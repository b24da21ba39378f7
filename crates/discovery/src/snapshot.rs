//! Registry snapshot: the file-backed implementation of the host
//! capabilities.
//!
//! The host integration layer exports its runtime registries into
//! `storage/mcp/registry.json` under the project root. The snapshot is
//! re-read on every capability detection pass, so reports always reflect
//! the last export; nothing is cached across queries.
//!
//! Snapshot shape:
//!
//! ```json
//! {
//!   "environment": "production",
//!   "build": { "build": "1.2.7", "modified": false },
//!   "active_theme": { "id": "demo", "path": "themes/demo" },
//!   "component_total": 12,
//!   "plugins": [
//!     {
//!       "id": "acme.blog",
//!       "class": "Acme\\Blog\\Plugin",
//!       "path": "plugins/acme/blog",
//!       "disabled": false,
//!       "name": "Blog",
//!       "author": "Acme",
//!       "version": "1.0.3",
//!       "components": { "Acme\\Blog\\Components\\PostList": "postList" }
//!     }
//!   ],
//!   "console_commands": [
//!     { "name": "create:plugin", "description": "...", "class": "..." }
//!   ]
//! }
//! ```
//!
//! A plugin whose component registration threw on the host side carries
//! `"components": { "failed": "<reason>" }` instead of the class map.

use crate::error::{DiscoveryError, Result};
use crate::registry::{
    ActiveTheme, BuildInfo, CommandDescriptor, ComponentProbe, ComponentRegistration,
    ComponentRegistry, ConsoleCatalog, HostCapabilities, PluginDescriptor, PluginRegistry,
    ThemeAccessor, VersionResolver, UNKNOWN_BUILD,
};
use serde::Deserialize;
use std::collections::BTreeMap;
use std::path::{Path, PathBuf};
use std::process::Command;
use std::sync::Arc;

/// Snapshot location relative to the project root.
pub const SNAPSHOT_RELATIVE_PATH: &str = "storage/mcp/registry.json";

/// Console invocation used as the secondary version-resolution stage.
const VERSION_COMMAND: &[&str] = &["php", "artisan", "winter:version", "--only-version"];

pub fn snapshot_path(root: &Path) -> PathBuf {
    root.join(SNAPSHOT_RELATIVE_PATH)
}

#[derive(Debug, Deserialize)]
struct SnapshotFile {
    environment: Option<String>,
    build: Option<BuildInfo>,
    active_theme: Option<ActiveTheme>,
    component_total: Option<usize>,
    plugins: Option<Vec<SnapshotPlugin>>,
    console_commands: Option<Vec<CommandDescriptor>>,
}

#[derive(Debug, Deserialize)]
struct SnapshotPlugin {
    id: String,
    class: String,
    path: String,
    #[serde(default)]
    disabled: bool,
    name: Option<String>,
    #[serde(default)]
    description: String,
    #[serde(default)]
    author: String,
    version: Option<String>,
    #[serde(default)]
    components: ComponentsField,
}

/// Either the class-to-alias map the plugin registered, or the failure the
/// host recorded while asking for it. `Failed` must be tried first: a
/// legitimate class map never has a bare `failed` key (host class names are
/// namespaced).
#[derive(Debug, Deserialize)]
#[serde(untagged)]
enum ComponentsField {
    Failed { failed: String },
    Registered(BTreeMap<String, String>),
}

impl Default for ComponentsField {
    fn default() -> Self {
        ComponentsField::Registered(BTreeMap::new())
    }
}

/// One loaded snapshot, implementing every capability trait it has data for.
pub struct SnapshotHost {
    root: PathBuf,
    data: SnapshotFile,
}

impl SnapshotHost {
    /// Read and parse the snapshot under `root`.
    pub fn load(root: &Path) -> Result<Self> {
        let path = snapshot_path(root);
        let raw = std::fs::read_to_string(&path).map_err(|e| {
            if e.kind() == std::io::ErrorKind::NotFound {
                DiscoveryError::SnapshotMissing(path.display().to_string())
            } else {
                DiscoveryError::Io(e)
            }
        })?;
        let data: SnapshotFile = serde_json::from_str(&raw)?;
        Ok(Self {
            root: root.to_path_buf(),
            data,
        })
    }

    fn plugin(&self, id: &str) -> Option<&SnapshotPlugin> {
        self.data
            .plugins
            .as_ref()?
            .iter()
            .find(|plugin| plugin.id == id)
    }
}

impl PluginRegistry for SnapshotHost {
    fn list_plugins(&self) -> Vec<PluginDescriptor> {
        self.data
            .plugins
            .as_deref()
            .unwrap_or_default()
            .iter()
            .map(|plugin| PluginDescriptor {
                id: plugin.id.clone(),
                implementation_class: plugin.class.clone(),
                path: plugin.path.clone(),
                disabled: plugin.disabled,
                name: plugin.name.clone().unwrap_or_else(|| plugin.id.clone()),
                description: plugin.description.clone(),
                author: plugin.author.clone(),
                version: plugin.version.clone(),
            })
            .collect()
    }

    fn path_of(&self, id: &str) -> Option<PathBuf> {
        let plugin = self.plugin(id)?;
        let path = PathBuf::from(&plugin.path);
        if path.is_absolute() {
            Some(path)
        } else {
            Some(self.root.join(path))
        }
    }

    fn is_disabled(&self, id: &str) -> bool {
        self.plugin(id).map(|plugin| plugin.disabled).unwrap_or(false)
    }

    fn register_components(&self, id: &str) -> ComponentProbe {
        match self.plugin(id).map(|plugin| &plugin.components) {
            Some(ComponentsField::Registered(map)) => ComponentProbe::Registered(
                map.iter()
                    .map(|(class, alias)| ComponentRegistration {
                        plugin_id: id.to_string(),
                        alias: alias.clone(),
                        implementation_class: class.clone(),
                    })
                    .collect(),
            ),
            Some(ComponentsField::Failed { failed }) => ComponentProbe::Failed {
                reason: failed.clone(),
            },
            None => ComponentProbe::Registered(Vec::new()),
        }
    }
}

impl ComponentRegistry for SnapshotHost {
    fn count(&self) -> usize {
        self.data.component_total.unwrap_or(0)
    }
}

impl VersionResolver for SnapshotHost {
    fn current_build(&self) -> BuildInfo {
        if let Some(build) = &self.data.build {
            return build.clone();
        }

        if let Some(build) = version_via_console(&self.root) {
            log::debug!("Resolved build {build} via host console");
            return BuildInfo {
                build,
                modified: false,
            };
        }

        log::debug!("Version resolution failed at every stage");
        BuildInfo {
            build: UNKNOWN_BUILD.to_string(),
            modified: false,
        }
    }
}

impl ThemeAccessor for SnapshotHost {
    fn active_theme(&self) -> Option<ActiveTheme> {
        self.data.active_theme.clone()
    }
}

impl ConsoleCatalog for SnapshotHost {
    fn list_commands(&self) -> Vec<CommandDescriptor> {
        self.data.console_commands.clone().unwrap_or_default()
    }
}

/// Secondary version-resolution stage: ask the host console directly.
fn version_via_console(root: &Path) -> Option<String> {
    let (program, args) = VERSION_COMMAND.split_first()?;
    let output = Command::new(program)
        .args(args)
        .current_dir(root)
        .output()
        .ok()?;
    if !output.status.success() {
        return None;
    }
    let version = String::from_utf8_lossy(&output.stdout).trim().to_string();
    if version.is_empty() {
        None
    } else {
        Some(version)
    }
}

impl HostCapabilities {
    /// Detect the capabilities of the project at `root`.
    ///
    /// A missing or unreadable snapshot disables everything; a snapshot
    /// with a missing section disables just that capability.
    pub fn detect(root: &Path) -> Self {
        let host = match SnapshotHost::load(root) {
            Ok(host) => Arc::new(host),
            Err(e) => {
                log::debug!("No host capabilities: {e}");
                return HostCapabilities::default();
            }
        };

        HostCapabilities {
            plugins: host
                .data
                .plugins
                .is_some()
                .then(|| Arc::clone(&host) as Arc<dyn PluginRegistry>),
            components: host
                .data
                .component_total
                .is_some()
                .then(|| Arc::clone(&host) as Arc<dyn ComponentRegistry>),
            version: Some(Arc::clone(&host) as Arc<dyn VersionResolver>),
            theme: Some(Arc::clone(&host) as Arc<dyn ThemeAccessor>),
            console: host
                .data
                .console_commands
                .is_some()
                .then(|| Arc::clone(&host) as Arc<dyn ConsoleCatalog>),
            environment: host.data.environment.clone(),
        }
    }
}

§ HOW TO COMPLETE THIS TASK
Would you output the entire listing exactly as written?

§ TASK ANSWER
repository b24da21ba39378f7
filename crates/discovery/src/snapshot.rs
//! Registry snapshot: the file-backed implementation of the host
//! capabilities.
//!
//! The host integration layer exports its runtime registries into
//! `storage/mcp/registry.json` under the project root. The snapshot is
//! re-read on every capability detection pass, so reports always reflect
//! the last export; nothing is cached across queries.
//!
//! Snapshot shape:
//!
//! ```json
//! {
//!   "environment": "production",
//!   "build": { "build": "1.2.7", "modified": false },
//!   "active_theme": { "id": "demo", "path": "themes/demo" },
//!   "component_total": 12,
//!   "plugins": [
//!     {
//!       "id": "acme.blog",
//!       "class": "Acme\\Blog\\Plugin",
//!       "path": "plugins/acme/blog",
//!       "disabled": false,
//!       "name": "Blog",
//!       "author": "Acme",
//!       "version": "1.0.3",
//!       "components": { "Acme\\Blog\\Components\\PostList": "postList" }
//!     }
//!   ],
//!   "console_commands": [
//!     { "name": "create:plugin", "description": "...", "class": "..." }
//!   ]
//! }
//! ```
//!
//! A plugin whose component registration threw on the host side carries
//! `"components": { "failed": "<reason>" }` instead of the class map.

use crate::error::{DiscoveryError, Result};
use crate::registry::{
    ActiveTheme, BuildInfo, CommandDescriptor, ComponentProbe, ComponentRegistration,
    ComponentRegistry, ConsoleCatalog, HostCapabilities, PluginDescriptor, PluginRegistry,
    ThemeAccessor, VersionResolver, UNKNOWN_BUILD,
};
use serde::Deserialize;
use std::collections::BTreeMap;
use std::path::{Path, PathBuf};
use std::process::Command;
use std::sync::Arc;

/// Snapshot location relative to the project root.
pub const SNAPSHOT_RELATIVE_PATH: &str = "storage/mcp/registry.json";

/// Console invocation used as the secondary version-resolution stage.
const VERSION_COMMAND: &[&str] = &["php", "artisan", "winter:version", "--only-version"];

pub fn snapshot_path(root: &Path) -> PathBuf {
    root.join(SNAPSHOT_RELATIVE_PATH)
}

#[derive(Debug, Deserialize)]
struct SnapshotFile {
    environment: Option<String>,
    build: Option<BuildInfo>,
    active_theme: Option<ActiveTheme>,
    component_total: Option<usize>,
    plugins: Option<Vec<SnapshotPlugin>>,
    console_commands: Option<Vec<CommandDescriptor>>,
}

#[derive(Debug, Deserialize)]
struct SnapshotPlugin {
    id: String,
    class: String,
    path: String,
    #[serde(default)]
    disabled: bool,
    name: Option<String>,
    #[serde(default)]
    description: String,
    #[serde(default)]
    author: String,
    version: Option<String>,
    #[serde(default)]
    components: ComponentsField,
}

/// Either the class-to-alias map the plugin registered, or the failure the
/// host recorded while asking for it. `Failed` must be tried first: a
/// legitimate class map never has a bare `failed` key (host class names are
/// namespaced).
#[derive(Debug, Deserialize)]
#[serde(untagged)]
enum ComponentsField {
    Failed { failed: String },
    Registered(BTreeMap<String, String>),
}

impl Default for ComponentsField {
    fn default() -> Self {
        ComponentsField::Registered(BTreeMap::new())
    }
}

/// One loaded snapshot, implementing every capability trait it has data for.
pub struct SnapshotHost {
    root: PathBuf,
    data: SnapshotFile,
}

impl SnapshotHost {
    /// Read and parse the snapshot under `root`.
    pub fn load(root: &Path) -> Result<Self> {
        let path = snapshot_path(root);
        let raw = std::fs::read_to_string(&path).map_err(|e| {
            if e.kind() == std::io::ErrorKind::NotFound {
                DiscoveryError::SnapshotMissing(path.display().to_string())
            } else {
                DiscoveryError::Io(e)
            }
        })?;
        let data: SnapshotFile = serde_json::from_str(&raw)?;
        Ok(Self {
            root: root.to_path_buf(),
            data,
        })
    }

    fn plugin(&self, id: &str) -> Option<&SnapshotPlugin> {
        self.data
            .plugins
            .as_ref()?
            .iter()
            .find(|plugin| plugin.id == id)
    }
}

impl PluginRegistry for SnapshotHost {
    fn list_plugins(&self) -> Vec<PluginDescriptor> {
        self.data
            .plugins
            .as_deref()
            .unwrap_or_default()
            .iter()
            .map(|plugin| PluginDescriptor {
                id: plugin.id.clone(),
                implementation_class: plugin.class.clone(),
                path: plugin.path.clone(),
                disabled: plugin.disabled,
                name: plugin.name.clone().unwrap_or_else(|| plugin.id.clone()),
                description: plugin.description.clone(),
                author: plugin.author.clone(),
                version: plugin.version.clone(),
            })
            .collect()
    }

    fn path_of(&self, id: &str) -> Option<PathBuf> {
        let plugin = self.plugin(id)?;
        let path = PathBuf::from(&plugin.path);
        if path.is_absolute() {
            Some(path)
        } else {
            Some(self.root.join(path))
        }
    }

    fn is_disabled(&self, id: &str) -> bool {
        self.plugin(id).map(|plugin| plugin.disabled).unwrap_or(false)
    }

    fn register_components(&self, id: &str) -> ComponentProbe {
        match self.plugin(id).map(|plugin| &plugin.components) {
            Some(ComponentsField::Registered(map)) => ComponentProbe::Registered(
                map.iter()
                    .map(|(class, alias)| ComponentRegistration {
                        plugin_id: id.to_string(),
                        alias: alias.clone(),
                        implementation_class: class.clone(),
                    })
                    .collect(),
            ),
            Some(ComponentsField::Failed { failed }) => ComponentProbe::Failed {
                reason: failed.clone(),
            },
            None => ComponentProbe::Registered(Vec::new()),
        }
    }
}

impl ComponentRegistry for SnapshotHost {
    fn count(&self) -> usize {
        self.data.component_total.unwrap_or(0)
    }
}

impl VersionResolver for SnapshotHost {
    fn current_build(&self) -> BuildInfo {
        if let Some(build) = &self.data.build {
            return build.clone();
        }

        if let Some(build) = version_via_console(&self.root) {
            log::debug!("Resolved build {build} via host console");
            return BuildInfo {
                build,
                modified: false,
            };
        }

        log::debug!("Version resolution failed at every stage");
        BuildInfo {
            build: UNKNOWN_BUILD.to_string(),
            modified: false,
        }
    }
}

impl ThemeAccessor for SnapshotHost {
    fn active_theme(&self) -> Option<ActiveTheme> {
        self.data.active_theme.clone()
    }
}

impl ConsoleCatalog for SnapshotHost {
    fn list_commands(&self) -> Vec<CommandDescriptor> {
        self.data.console_commands.clone().unwrap_or_default()
    }
}

/// Secondary version-resolution stage: ask the host console directly.
fn version_via_console(root: &Path) -> Option<String> {
    let (program, args) = VERSION_COMMAND.split_first()?;
    let output = Command::new(program)
        .args(args)
        .current_dir(root)
        .output()
        .ok()?;
    if !output.status.success() {
        return None;
    }
    let version = String::from_utf8_lossy(&output.stdout).trim().to_string();
    if version.is_empty() {
        None
    } else {
        Some(version)
    }
}

impl HostCapabilities {
    /// Detect the capabilities of the project at `root`.
    ///
    /// A missing or unreadable snapshot disables everything; a snapshot
    /// with a missing section disables just that capability.
    pub fn detect(root: &Path) -> Self {
        let host = match SnapshotHost::load(root) {
            Ok(host) => Arc::new(host),
            Err(e) => {
                log::debug!("No host capabilities: {e}");
                return HostCapabilities::default();
            }
        };

        HostCapabilities {
            plugins: host
                .data
                .plugins
                .is_some()
                .then(|| Arc::clone(&host) as Arc<dyn PluginRegistry>),
            components: host
                .data
                .component_total
                .is_some()
                .then(|| Arc::clone(&host) as Arc<dyn ComponentRegistry>),
            version: Some(Arc::clone(&host) as Arc<dyn VersionResolver>),
            theme: Some(Arc::clone(&host) as Arc<dyn ThemeAccessor>),
            console: host
                .data
                .console_commands
                .is_some()
                .then(|| Arc::clone(&host) as Arc<dyn ConsoleCatalog>),
            environment: host.data.environment.clone(),
        }
    }
}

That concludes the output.